Her 100 üniversite mezunumuzdan 34’ü işsiz ve en acısı akademik özgürlükler endeksine göre 175 ülke arasında 170’inci sıradayız. Her ilde bir üniversite var ama dünya sıralamasında ilk 300’e, ilk 400’e girebilen tek üniversitemiz yok!

Eğitimdeki sorunlar, bu veriler ve daha fazlası geçen hafta TBMM Bütçe Komisyonu’nda, MEB’in 2022 bütçesi görüşülürken dile getirildi.

Eğer mesleki sorumluluğunun bilincinde bir eğitimciyseniz bu kara tablo her gün yüreğinizi sıkıştırır. Ve bu kara tablo içinde, araştıran, sorular soran, eleştirel aklı ezberin önüne koyan bir öğrenci gördüğünüzde geleceğe dair umutlarınız canlanır.

Bana bu satırları yazdıran da Eskişehir’de bir 11’inci sınıf öğrencisinin, 16 yaşındaki Ela Turhan’ın Türkiye ve Rusya örnekleri üzerinden bir karşılaştırma ile “Pandemi Sürecinde Özel Okullarda Öğrenim Gören Lise Son Sınıf Öğrencilerinin Akademik ve Mesleki Gelecek Kaygıları”na dair araştırması oldu.

Araştırmanın örneklemi özel okullar olduğundan, kolaylıkla genel tablonun çok daha olumsuz olabileceği sonucuna varabilirsiniz.

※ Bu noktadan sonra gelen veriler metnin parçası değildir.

//! Sarah — the architect. System design, schemas, and API contracts.

use devsquad_core::PersonaRole;

use super::PersonaHandler;

pub struct ArchitectHandler;

const SYSTEM_PROMPT: &str = "\
You are Sarah, the software architect. You design systems before anyone \
writes code: data models, schemas, API contracts, and the boundaries \
between components. You produce concrete design deliverables — a schema in \
a fenced code block, an endpoint table, an architecture decision with its \
trade-offs spelled out. You push back on vague requirements and ask Alex \
pointed questions when scope is unclear. You do not implement; you hand \
your designs to Marcus and Elena.";

const ALLOWED_TOOLS: [&str; 5] = [
    "write_file",
    "modify_file",
    "read_file",
    "create_task",
    "send_message",
];

impl PersonaHandler for ArchitectHandler {
    fn role(&self) -> PersonaRole {
        PersonaRole::Architect
    }

    fn system_prompt(&self) -> &str {
        SYSTEM_PROMPT
    }

    fn allowed_tools(&self) -> &[&'static str] {
        &ALLOWED_TOOLS
    }

    fn hire_list(&self) -> &[PersonaRole] {
        &[]
    }

    fn max_iterations(&self) -> u32 {
        8
    }

    fn temperature(&self) -> f32 {
        0.5
    }
}
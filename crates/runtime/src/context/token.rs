//! Token estimation utilities.
//!
//! Uses a character-based heuristic: ~4 characters per token, rounded up.
//! This is an explicit, documented approximation — NOT an exact tokenizer
//! count. The per-section budgets in the assembler are tuned against this
//! heuristic, so it must not be silently "fixed" to be more accurate.

use devsquad_core::message::ConversationMessage;

/// Estimate the token count for a string.
///
/// Heuristic: 1 token ≈ 4 characters. Rounds up.
pub fn estimate_tokens(text: &str) -> usize {
    if text.is_empty() {
        return 0;
    }
    (text.len() + 3) / 4
}

/// Estimate tokens for a conversation message including per-message
/// overhead (~4 tokens for speaker name and delimiters).
pub fn estimate_message_tokens(message: &ConversationMessage) -> usize {
    4 + estimate_tokens(&message.content)
}
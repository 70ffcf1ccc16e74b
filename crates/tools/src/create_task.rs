//! Create a task on the project board.

use async_trait::async_trait;
use std::sync::Arc;
use tracing::debug;

use devsquad_core::error::ErrorCode;
use devsquad_core::task::{Task, TaskPriority};
use devsquad_core::tool::{Tool, ToolContext, ToolResult};
use devsquad_store::ProjectStore;

pub struct CreateTaskTool {
    store: Arc<dyn ProjectStore>,
}

impl CreateTaskTool {
    pub fn new(store: Arc<dyn ProjectStore>) -> Self {
        Self { store }
    }
}

fn string_list(value: &serde_json::Value) -> Vec<String> {
    value
        .as_array()
        .map(|items| {
            items
                .iter()
                .filter_map(|v| v.as_str().map(String::from))
                .collect()
        })
        .unwrap_or_default()
}

#[async_trait]
impl Tool for CreateTaskTool {
    fn name(&self) -> &str {
        "create_task"
    }

    fn description(&self) -> &str {
        "Create a new task with a title, description, and optional requirements, acceptance criteria, deliverables, and priority."
    }

    fn parameters_schema(&self) -> serde_json::Value {
        serde_json::json!({
            "type": "object",
            "properties": {
                "title": { "type": "string", "description": "Short task title" },
                "description": { "type": "string", "description": "What needs to be done" },
                "priority": { "type": "string", "description": "low | medium | high | critical" },
                "requirements": { "type": "array", "description": "Concrete requirements" },
                "acceptance_criteria": { "type": "array", "description": "Done conditions" },
                "deliverables": { "type": "array", "description": "Expected outputs" }
            },
            "required": ["title", "description"]
        })
    }

    async fn execute(&self, arguments: serde_json::Value, _ctx: &ToolContext) -> ToolResult {
        let title = arguments["title"].as_str().unwrap_or_default();
        let description = arguments["description"].as_str().unwrap_or_default();

        let priority = match arguments["priority"].as_str() {
            None => TaskPriority::default(),
            Some("low") => TaskPriority::Low,
            Some("medium") => TaskPriority::Medium,
            Some("high") => TaskPriority::High,
            Some("critical") => TaskPriority::Critical,
            Some(other) => {
                return ToolResult::failure(
                    "create_task",
                    ErrorCode::InvalidArgs,
                    format!("Unknown priority '{other}' (low|medium|high|critical)"),
                );
            }
        };

        let task = Task::new(title, description)
            .with_priority(priority)
            .with_requirements(string_list(&arguments["requirements"]))
            .with_acceptance_criteria(string_list(&arguments["acceptance_criteria"]))
            .with_deliverables(string_list(&arguments["deliverables"]));
        let task_id = task.id.clone();

        if let Err(e) = self.store.insert_task(task).await {
            return ToolResult::failure("create_task", ErrorCode::ExecutionError, e.to_string());
        }

        debug!(task_id = %task_id, title = %title, "Task created");

        ToolResult::ok("create_task", format!("Created task '{title}'"))
            .with_data(serde_json::json!({ "task_id": task_id.to_string() }))
    }
}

Ela, Türkiye’de Eskişehir’den (85 kişi) Rusya’da da Moskova’dan (63 kişi) toplam 148 öğrenciye anket uygulayıp açık uçlu sorular sorarak, bulguları bir üniversite öğrencisi gibi bilimsel teknik ve yöntemlerle analiz etmiş, bu iki kentte yaşayan kadın ve erkek lise son sınıf öğrencilerinin akademik ve mesleki kaygılarını ölçmeye çalışmış.

Her iki ülkede de kadın öğrencilerin gerek akademik gerekse mesleki kaygılarının erkek öğrencilere kıyasla yüksek çıkması literatüre de uygun bir durum. Ancak, iki ülke karşılaştırıldığında, dünya liginde çok da yükseklerde olmayan Rusya ile kıyaslandığında, Eskişehirli lise öğrencilerinin kaygılarının Moskovalı arkadaşlarından çok daha yüksek olduğu görülmüş.

Türkiye’nin en yaşanılası kentlerinden biridir Eskişehir. Ela, Moskovalı ve Eskişehirli öğrencilere, akademik ve mesleki kaygıları bağlamında “Gelecekte kendi ülkenizde mi yoksa başka ülkede mi yaşamayı tercih edersiniz?” diye de sormuş.

Rusya vatandaşları arasında da Batı’da başka ülkelerde yaşama hevesi epey yüksektir. Ancak, Ela’nın sorusuna verilen yanıtlar göstermiş ki; Eskişehir’deki öğrencilerin başka ülkelerde akademik ve mesleki gelecek arayışları ve bir başka ülkede yaşamayı tercih etmeleri Rusya’daki arkadaşlarına göre daha yüksek.

Buralarda durulmaz düşüncesi liseden itibaren başlıyor, yazık!